Back to Ruflo

/gaia submit

plugins/ruflo-workflows/commands/gaia-submit.md

3.20.05.0 KB
Original Source

/gaia submit

Build a submission-ready package from a completed benchmark run and sign it with the ruflo Ed25519 witness manifest.

Usage

/gaia submit
/gaia submit --results=~/.cache/ruflo/gaia/results-latest.json
/gaia submit --results=./my-results.json --dry-run

Options

FlagDefaultDescription
--results~/.cache/ruflo/gaia/results-latest.jsonPath to the JSON results file from /gaia run
--run-idauto (from git SHA)Short identifier embedded in the package directory name
--dry-runoffBuild and validate the package but do not write it to disk
--no-signoffSkip Ed25519 signing (not recommended for leaderboard submissions)
--allow-dirtyoffBuild the package even when the ADR-167 exploit audit reports a CRITICAL failure (records the failure in the package; not for leaderboard submissions)
--strict-auditoffAlso refuse to build when the audit reports a WARN finding

Output package layout

submission-<date>-<short-sha>/
├── results.jsonl        — one JSON object per question (HAL-compatible)
├── trajectories.jsonl   — full agent trajectory per question
├── metadata.json        — model, harness version, tool catalogue, cost
├── audit-report.json    — ADR-167 pre-submission exploit-audit report
├── manifest.md.json     — Ed25519-signed witness manifest (signs audit-report.json's hash)
└── README.md            — human-readable summary + comparison vs HAL baseline

Submission integrity gate (ADR-167)

Before signing, /gaia submit runs the pre-submission exploit audit — a deterministic, $0 red-team of the known reward-hacking vectors that let UC Berkeley RDI hit ~98% on GAIA without solving a single task (leaked answer DBs, no-work passes, oracle leakage, grader monkey-patching).

Signing proves the package bytes are untampered; the audit proves the scores were earned.
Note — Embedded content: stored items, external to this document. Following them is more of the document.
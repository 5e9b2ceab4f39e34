// Local repository - delegates to the on-device store; the user id is unused

use std::sync::Arc;

use async_trait::async_trait;

use crate::error::Result;
use crate::record::VisitRecord;
use crate::repository::VisitHistoryRepository;
use crate::store::LocalStore;

pub struct LocalVisitHistoryRepository {
    store: Arc<LocalStore>,
}

impl LocalVisitHistoryRepository {
    pub fn new(store: Arc<LocalStore>) -> Self {
        LocalVisitHistoryRepository { store }
    }
}

#[async_trait]
impl VisitHistoryRepository for LocalVisitHistoryRepository {
    async fn load(&self, _user_id: &str) -> Result<Vec<VisitRecord>> {
        Ok(self.store.load_visit_history())
    }

    async fn save_all(&self, _user_id: &str, records: &[VisitRecord]) -> Result<Vec<VisitRecord>> {
        Ok(self.store.save_visit_history(records))
    }

    async fn append(&self, _user_id: &str, record: &VisitRecord) -> Result<Vec<VisitRecord>> {
        // New visits go to the front; the list is newest-first.
        let mut records = vec![record.clone()];
        records.extend(self.store.load_visit_history());
        Ok(self.store.save_visit_history(&records))
    }

    async fn remove(&self, _user_id: &str, record_id: &str) -> Result<Vec<VisitRecord>> {
        let records: Vec<VisitRecord> = self
            .store
            .load_visit_history()
            .into_iter()
            .filter(|record| record.id != record_id)
            .collect();
        Ok(self.store.save_visit_history(&records))
    }

    async fn clear(&self, _user_id: &str) -> Result<()> {
        self.store.clear_visit_history();
        Ok(())
    }
}
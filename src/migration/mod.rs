// Migration module
// One-time transfer of the on-device visit history into the remote store,
// with a persisted per-user status document driving retries.

pub mod runner;
pub mod status;

#[cfg(test)]
mod tests;

pub use runner::{run_migration_if_needed, MigrationDeps, MigrationRunResult};
pub use status::{MigrationStatusService, MigrationStatusStore};

use serde::{Deserialize, Serialize};

use crate::constants::MIGRATION_VERSION;

/// State machine over a user's migration status document.
///
/// idle -> running -> completed            (no failures; terminal)
///                 -> partial  -> running  (failures, retries remain)
///                 -> failed               (failures, retries exhausted; terminal)
#[derive(Debug, Clone, Copy, Serialize, Deserialize, PartialEq, Eq)]
#[serde(rename_all = "lowercase")]
pub enum MigrationState {
    Idle,
    Running,
    Partial,
    Completed,
    Failed,
}

/// One record that could not be migrated during an attempt.
#[derive(Debug, Clone, Serialize, Deserialize, PartialEq, Eq)]
#[serde(rename_all = "camelCase")]
pub struct MigrationFailureItem {
    pub record_id: String,
    pub reason: String,
    pub occurred_at: String,
}

/// Per-user migration status, keyed remotely by the fixed version tag.
#[derive(Debug, Clone, Serialize, Deserialize, PartialEq, Eq)]
#[serde(rename_all = "camelCase")]
pub struct MigrationStatus {
    pub version: String,
    pub state: MigrationState,
    pub attempts: u32,
    pub last_attempt_at: Option<String>,
    pub completed_at: Option<String>,
    pub failed_items: Vec<MigrationFailureItem>,
}

impl MigrationStatus {
    /// The status a user has before any migration attempt is recorded.
    pub fn initial() -> Self {
        MigrationStatus {
            version: MIGRATION_VERSION.to_string(),
            state: MigrationState::Idle,
            attempts: 0,
            last_attempt_at: None,
            completed_at: None,
            failed_items: Vec::new(),
        }
    }
}

fn normalize_failure_item(value: &serde_json::Value) -> Option<MigrationFailureItem> {
    Some(MigrationFailureItem {
        record_id: value.get("recordId")?.as_str()?.to_string(),
        reason: value.get("reason")?.as_str()?.to_string(),
        occurred_at: value.get("occurredAt")?.as_str()?.to_string(),
    })
}

/// Normalize an untrusted persisted status document.
///
/// Unknown states, negative or non-numeric attempt counts, and malformed
/// failure items are all discarded back to the initial defaults; the version
/// tag is always rewritten to the one this build understands.
pub fn normalize_migration_status(value: &serde_json::Value) -> MigrationStatus {
    if !value.is_object() {
        return MigrationStatus::initial();
    }

    let state = value
        .get("state")
        .and_then(|v| serde_json::from_value::<MigrationState>(v.clone()).ok())
        .unwrap_or(MigrationState::Idle);

    let attempts = match value.get("attempts").and_then(|v| v.as_f64()) {
        Some(n) if n > 0.0 => n.floor() as u32,
        _ => 0,
    };

    let failed_items = value
        .get("failedItems")
        .and_then(|v| v.as_array())
        .map(|items| items.iter().filter_map(normalize_failure_item).collect())
        .unwrap_or_default();

    let string_or_none = |key: &str| {
        value
            .get(key)
            .and_then(|v| v.as_str())
            .map(str::to_string)
    };

    MigrationStatus {
        version: MIGRATION_VERSION.to_string(),
        state,
        attempts,
        last_attempt_at: string_or_none("lastAttemptAt"),
        completed_at: string_or_none("completedAt"),
        failed_items,
    }
}
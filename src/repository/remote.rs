// Remote repository - translates local records to the remote shape at this
// boundary and resolves photo references against the blob store

use std::sync::Arc;

use async_trait::async_trait;

use crate::error::Result;
use crate::record::{Photo, RecordSource, UpsertVisitRecord, VisitRecord};
use crate::remote::{PhotoClient, VisitRecordClient};
use crate::repository::VisitHistoryRepository;

pub struct RemoteVisitHistoryRepository {
    records: Arc<dyn VisitRecordClient>,
    photos: Arc<dyn PhotoClient>,
}

impl RemoteVisitHistoryRepository {
    pub fn new(records: Arc<dyn VisitRecordClient>, photos: Arc<dyn PhotoClient>) -> Self {
        RemoteVisitHistoryRepository { records, photos }
    }

    /// Inline photo data is uploaded to obtain a blob path; an existing path
    /// passes through untouched. Remote records never carry inline bytes.
    async fn resolve_photo_path(
        &self,
        user_id: &str,
        record: &VisitRecord,
    ) -> Result<Option<String>> {
        match &record.photo {
            None => Ok(None),
            Some(Photo::Inline(data_url)) => {
                let path = self.photos.upload(user_id, &record.id, data_url).await?;
                Ok(Some(path))
            }
            Some(Photo::Stored(path)) => Ok(Some(path.clone())),
        }
    }

    async fn load_records(&self, user_id: &str) -> Result<Vec<VisitRecord>> {
        let records = self.records.load(user_id).await?;
        Ok(records.into_iter().map(|r| r.into_local()).collect())
    }
}

#[async_trait]
impl VisitHistoryRepository for RemoteVisitHistoryRepository {
    async fn load(&self, user_id: &str) -> Result<Vec<VisitRecord>> {
        self.load_records(user_id).await
    }

    async fn save_all(&self, user_id: &str, records: &[VisitRecord]) -> Result<Vec<VisitRecord>> {
        self.records.clear(user_id).await?;

        for record in records {
            let photo_path = self.resolve_photo_path(user_id, record).await?;
            let input = UpsertVisitRecord::from_record(record, photo_path, RecordSource::App);
            self.records.upsert(user_id, &input).await?;
        }

        self.load_records(user_id).await
    }

    async fn append(&self, user_id: &str, record: &VisitRecord) -> Result<Vec<VisitRecord>> {
        let photo_path = self.resolve_photo_path(user_id, record).await?;
        let input = UpsertVisitRecord::from_record(record, photo_path, RecordSource::App);
        self.records.upsert(user_id, &input).await?;
        self.load_records(user_id).await
    }

    async fn remove(&self, user_id: &str, record_id: &str) -> Result<Vec<VisitRecord>> {
        let existing = self.records.load(user_id).await?;
        let photo_path = existing
            .iter()
            .find(|record| record.id == record_id)
            .and_then(|record| record.photo_path.clone());

        self.records.remove(user_id, record_id).await?;

        // Best-effort orphan cleanup; the record delete already happened.
        if let Err(e) = self.photos.delete(photo_path.as_deref()).await {
            log::warn!("Orphaned photo delete failed for record {}: {}", record_id, e);
        }

        self.load_records(user_id).await
    }

    async fn clear(&self, user_id: &str) -> Result<()> {
        let existing = self.records.load(user_id).await?;

        // Delete blobs independently, continuing past individual failures.
        for record in &existing {
            if let Err(e) = self.photos.delete(record.photo_path.as_deref()).await {
                log::warn!("Photo delete failed for record {}: {}", record.id, e);
            }
        }

        self.records.clear(user_id).await
    }
}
The two are wired together: the audit report is registered as an ADR-103 witness fix marker, so its sha256 + "clean": true marker are signed into manifest.md.json.

  • If the audit reports a CRITICAL failure, /gaia submit refuses to build the leaderboard package unless --allow-dirty is passed.
  • --strict-audit additionally refuses on WARN findings.
  • Checks whose data the current trajectory schema does not capture return skip with a harness_gap note (ADR-167 §7) — they do not block, but the gap is recorded in audit-report.json and thus in the signed manifest.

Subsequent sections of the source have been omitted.